If it's something much more complicated, perhaps more expensive, perhaps it requires some ficky digital preservation aspect to it, perhaps needs particular hardware, then you would need to go through more hoops to get agreement, generally within the institution before you could go ahead. What you're describing, is that the formal acquisition process? That's the first step in it. That's getting the approval to go ahead. Maybe that's getting your immediate team all on board. Yeah, but there might be a finance... Well, there is a resource aspect to it, you see, for a museum.
The resources, it's not just whether or not you're paying for the object, it's the resources implied in doing all the things with it after you've acquired it, which is a significant commitment, in some cases, huge commitment. So you don't do that lightly. You're conscious that you're storing up trouble for the future if you don't think that through at the point when you're thinking about acquiring it. But once you've got that agreement and once everybody's on board with it, then you get into the next phase, which is to physically acquire it or digitally acquire it, I suppose, in some context. Give it a formal museum acquisition number It exists as a museum object, and then catalog it and so on and so forth.

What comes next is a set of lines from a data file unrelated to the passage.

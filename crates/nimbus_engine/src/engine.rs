//! Local deployment driver.
//!
//! Walks the declared graph in dependency order, asks the provider to create
//! each resource, and feeds realized attributes back into the graph so
//! deferred outputs resolve. No retries, no rollback: the first failure
//! aborts the run and already-created resources stay as they are.

use std::collections::BTreeMap;
use std::sync::Arc;

use chrono::{DateTime, Utc};
use nimbus_core::{NodeFingerprint, NodeId, Output, ResourceNode, Stack};
use serde::Serialize;
use tracing::{debug, info};
use uuid::Uuid;

use crate::error::{EngineError, EngineResult};
use crate::provider::{ResolvedArgs, ResourceProvider};

/// Preview of a deployment: the graph as the engine would realize it.
#[derive(Debug, Clone, Serialize)]
pub struct Plan {
    pub stack: String,
    /// Declarations in realization order, secrets already redacted.
    pub resources: Vec<NodeFingerprint>,
    /// Names of the published outputs.
    pub outputs: Vec<String>,
}

/// One realized resource in a deployment run.
#[derive(Debug, Clone, Serialize)]
pub struct ResourceState {
    pub id: NodeId,
    pub type_token: String,
    pub logical_name: String,
    pub attributes: serde_json::Map<String, serde_json::Value>,
}

/// Outcome of a deployment run. Output values are rendered with secrets
/// redacted; callers holding the output handles can still read raw values.
#[derive(Debug, Clone, Serialize)]
pub struct DeploymentResult {
    pub run_id: Uuid,
    pub stack: String,
    pub started_at: DateTime<Utc>,
    pub finished_at: DateTime<Utc>,
    pub resources: Vec<ResourceState>,
    pub outputs: BTreeMap<String, String>,
}

/// Drives a stack against a [`ResourceProvider`].
pub struct LocalEngine {
    provider: Arc<dyn ResourceProvider>,
}

impl LocalEngine {
    pub fn new(provider: Arc<dyn ResourceProvider>) -> Self {
        Self { provider }
    }

    /// The plan for a declared stack, without touching the provider.
    pub fn preview(
        &self,
        stack: &Stack,
        outputs: &BTreeMap<String, Output<String>>,
    ) -> EngineResult<Plan> {
        let order = stack.dependency_order()?;
        let mut resources = Vec::with_capacity(order.len());
        for id in order {
            let node = stack
                .node(id)
                .ok_or(nimbus_core::CoreError::UnknownNode(id))?;
            resources.push(node.fingerprint());
        }
        Ok(Plan {
            stack: stack.name().to_string(),
            resources,
            outputs: outputs.keys().cloned().collect(),
        })
    }

    /// Realize the stack: create every resource in dependency order and
    /// resolve the published outputs.
    pub async fn up(
        &self,
        stack: &Stack,
        outputs: &BTreeMap<String, Output<String>>,
    ) -> EngineResult<DeploymentResult> {
        let run_id = Uuid::new_v4();
        let started_at = Utc::now();
        info!(
            "Deploying stack '{}' ({} resources) via provider '{}'",
            stack.name(),
            stack.len(),
            self.provider.name()
        );

        let mut resources = Vec::with_capacity(stack.len());
        for id in stack.dependency_order()? {
            let node = stack
                .node(id)
                .ok_or(nimbus_core::CoreError::UnknownNode(id))?;
            let args = resolve_args(&node)?;

            info!("Creating {} '{}'", node.type_token, node.logical_name);
            let attrs = self.provider.create(&node, &args).await?;
            stack.realize(id, &attrs)?;
            debug!("Realized node {id} with {} attributes", attrs.len());

            resources.push(ResourceState {
                id,
                type_token: node.type_token.as_str().to_string(),
                logical_name: node.logical_name.clone(),
                attributes: attrs,
            });
        }

        let mut rendered = BTreeMap::new();
        for (name, output) in outputs {
            if !output.is_resolved() {
                return Err(EngineError::OutputUnresolved(name.clone()));
            }
            rendered.insert(name.clone(), output.display_value());
        }

        Ok(DeploymentResult {
            run_id,
            stack: stack.name().to_string(),
            started_at,
            finished_at: Utc::now(),
            resources,
            outputs: rendered,
        })
    }
}

/// Resolve every argument of a node. Dependency ordering guarantees inputs
/// have resolved; an unresolved one indicates a malformed declaration.
fn resolve_args(node: &ResourceNode) -> EngineResult<ResolvedArgs> {
    let mut args = ResolvedArgs::new();
    for (key, input) in &node.args {
        let value = input
            .resolved()
            .ok_or_else(|| EngineError::UnresolvedInput {
                node: node.id,
                key: key.clone(),
            })?;
        args.insert(key.clone(), value);
    }
    Ok(args)
}
//! # nimbus_azure
//!
//! Typed Azure resource declarations for Nimbus stacks.
//!
//! Each resource type pairs an argument record with a handle exposing the
//! resource's deferred outputs. Declaring a resource registers a node in the
//! [`Stack`](nimbus_core::Stack) graph; realization is the engine's job.
//!
//! The [`webstack`] module is the topology declarator: the full web
//! application stack (storage, app service, SQL) wired together through
//! deferred references.
//!
//! ## Example
//!
//! ```rust,no_run
//! use nimbus_core::{Stack, StackConfig};
//! use nimbus_azure::webstack::{declare_web_stack, WebStackOptions};
//!
//! let stack = Stack::new("dev");
//! let mut config = StackConfig::new();
//! config.set_secret("sqlPassword", "correct-horse");
//!
//! let outputs = declare_web_stack(&stack, &config, &WebStackOptions::default()).unwrap();
//! assert!(outputs.contains_key("endpoint"));
//! ```

mod bind;

pub mod appservice;
pub mod archive;
pub mod error;
pub mod group;
pub mod naming;
pub mod signing;
pub mod sql;
pub mod storage;
pub mod webstack;

pub use appservice::{AppServicePlan, AppServicePlanArgs, PlanSku, WebApp, WebAppArgs};
pub use archive::FileArchive;
pub use error::{AzureError, AzureResult};
pub use group::{ResourceGroup, ResourceGroupArgs};
pub use signing::signed_blob_read_url;
pub use sql::{SqlDatabase, SqlDatabaseArgs, SqlServer, SqlServerArgs};
pub use storage::{
    ArchiveBlob, ArchiveBlobArgs, StorageAccount, StorageAccountArgs, StorageContainer,
    StorageContainerArgs,
};
pub use webstack::{declare_web_stack, StackOutputs, WebStackOptions};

Before you actually formally acquire it, what are the other sourcing you might do? You might visit an artist. Do you work with galleries or do you work with large individual collectors? Of course, you have, and I do want to talk about Patric Prince at some point. Maybe what are some other ways besides working directly with an artist that you source work? It varies a lot.

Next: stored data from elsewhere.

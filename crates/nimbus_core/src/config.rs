//! Stack configuration.
//!
//! Configuration is a flat key/value map with per-key secret marking, loaded
//! from a stack YAML file or built in memory for tests:
//!
//! ```yaml
//! config:
//!   sqlAdmin: dbadmin
//!   sqlPassword:
//!     value: s3cret
//!     secret: true
//! ```
//!
//! A secret key is only handed out as a secret [`Output`], never as a plain
//! string, so the value cannot leak into plans or logs downstream.

use std::collections::BTreeMap;
use std::fmt;
use std::fs;
use std::path::Path;

use serde::Deserialize;
use tracing::debug;

use crate::error::{CoreError, CoreResult};
use crate::output::Output;

#[derive(Debug, Clone, Deserialize)]
#[serde(untagged)]
enum ConfigEntry {
    Plain(String),
    Rich {
        value: String,
        #[serde(default)]
        secret: bool,
    },
}

#[derive(Debug, Deserialize)]
struct StackFile {
    #[serde(default)]
    config: BTreeMap<String, ConfigEntry>,
}

#[derive(Clone)]
struct ConfigValue {
    value: String,
    secret: bool,
}

/// Key/value configuration for a deployment run.
#[derive(Clone, Default)]
pub struct StackConfig {
    values: BTreeMap<String, ConfigValue>,
}

impl StackConfig {
    pub fn new() -> Self {
        Self::default()
    }

    /// Load the `config:` section of a stack YAML file.
    pub fn from_file(path: &Path) -> CoreResult<Self> {
        let content = fs::read_to_string(path)?;
        let file: StackFile = serde_yaml::from_str(&content)?;

        let mut config = Self::new();
        for (key, entry) in file.config {
            match entry {
                ConfigEntry::Plain(value) => config.set(key, value),
                ConfigEntry::Rich { value, secret: true } => config.set_secret(key, value),
                ConfigEntry::Rich { value, secret: false } => config.set(key, value),
            }
        }
        debug!("Loaded {} config keys from {}", config.values.len(), path.display());
        Ok(config)
    }

    pub fn set(&mut self, key: impl Into<String>, value: impl Into<String>) {
        self.values.insert(
            key.into(),
            ConfigValue {
                value: value.into(),
                secret: false,
            },
        );
    }

    pub fn set_secret(&mut self, key: impl Into<String>, value: impl Into<String>) {
        self.values.insert(
            key.into(),
            ConfigValue {
                value: value.into(),
                secret: true,
            },
        );
    }

    /// A plain value, if present. Secret keys are not readable this way.
    pub fn get(&self, key: &str) -> Option<String> {
        self.values
            .get(key)
            .filter(|v| !v.secret)
            .map(|v| v.value.clone())
    }

    /// A plain value, or the given default when unset.
    pub fn get_or(&self, key: &str, default: &str) -> String {
        self.get(key).unwrap_or_else(|| default.to_string())
    }

    /// A required plain value; missing keys are a fatal configuration error.
    pub fn require(&self, key: &str) -> CoreResult<String> {
        self.get(key)
            .ok_or_else(|| CoreError::MissingConfig(key.to_string()))
    }

    /// A required secret, returned as a secret-classified output. Missing
    /// keys are fatal; a key present but not marked secret is rejected so a
    /// password cannot silently live in plaintext config.
    pub fn require_secret(&self, key: &str) -> CoreResult<Output<String>> {
        match self.values.get(key) {
            None => Err(CoreError::MissingConfig(key.to_string())),
            Some(v) if !v.secret => Err(CoreError::NotSecret(key.to_string())),
            Some(v) => Ok(Output::secret(v.value.clone())),
        }
    }

    pub fn keys(&self) -> impl Iterator<Item = &String> {
        self.values.keys()
    }
}

impl fmt::Debug for StackConfig {
    fn fmt(&self, f: &mut fmt::Formatter<'_>) -> fmt::Result {
        let mut map = f.debug_map();
        for (key, value) in &self.values {
            if value.secret {
                map.entry(key, &"[secret]");
            } else {
                map.entry(key, &value.value);
            }
        }
        map.finish()
    }
}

We work with specific galleries, too. There are some specialist digital art galleries that have existed for a very long time, long before the current interest in NFTs and blockchain and so on, and have an accumulated knowledge of the subject, and they have very good contacts with the artists themselves. So a digital art museum, DAM for instance, down in Berlin, was one that I certainly work with quite a bit, bitforms in New York for more contemporary pieces, although there are other galleries elsewhere, but sometimes they tend to be more generalist galleries. It just happen to have digital artists on their books.
But typically it would be a much more specialist gallery who understands the requirements much better. Typically, if you're working with a gallery, there might be some cost involved. You're not getting things for free necessarily. You're probably having to make a case internally for the money to buy the artwork from the gallery rather than direct from the artist. Sometimes you find there are much more complex negotiations around these things. Occasionally, you might find that an artist, or gallery, or an artist will offer you work in addition to the work that you buy from them.
Depending on the artist and the work, obviously, that might be interesting or it might not. It's all done on a case-by-case basis. But equally, you Patric Prince. Sometimes a collector might offer to donate works to the museum, to the institution. And that's often very attractive proposition as well. But it all needs to be considered carefully. Are these artworks genuinely of interest to the institution, to the museum? Why is the collector offering them to the museum? What's the bigger picture here? You really need to think that through.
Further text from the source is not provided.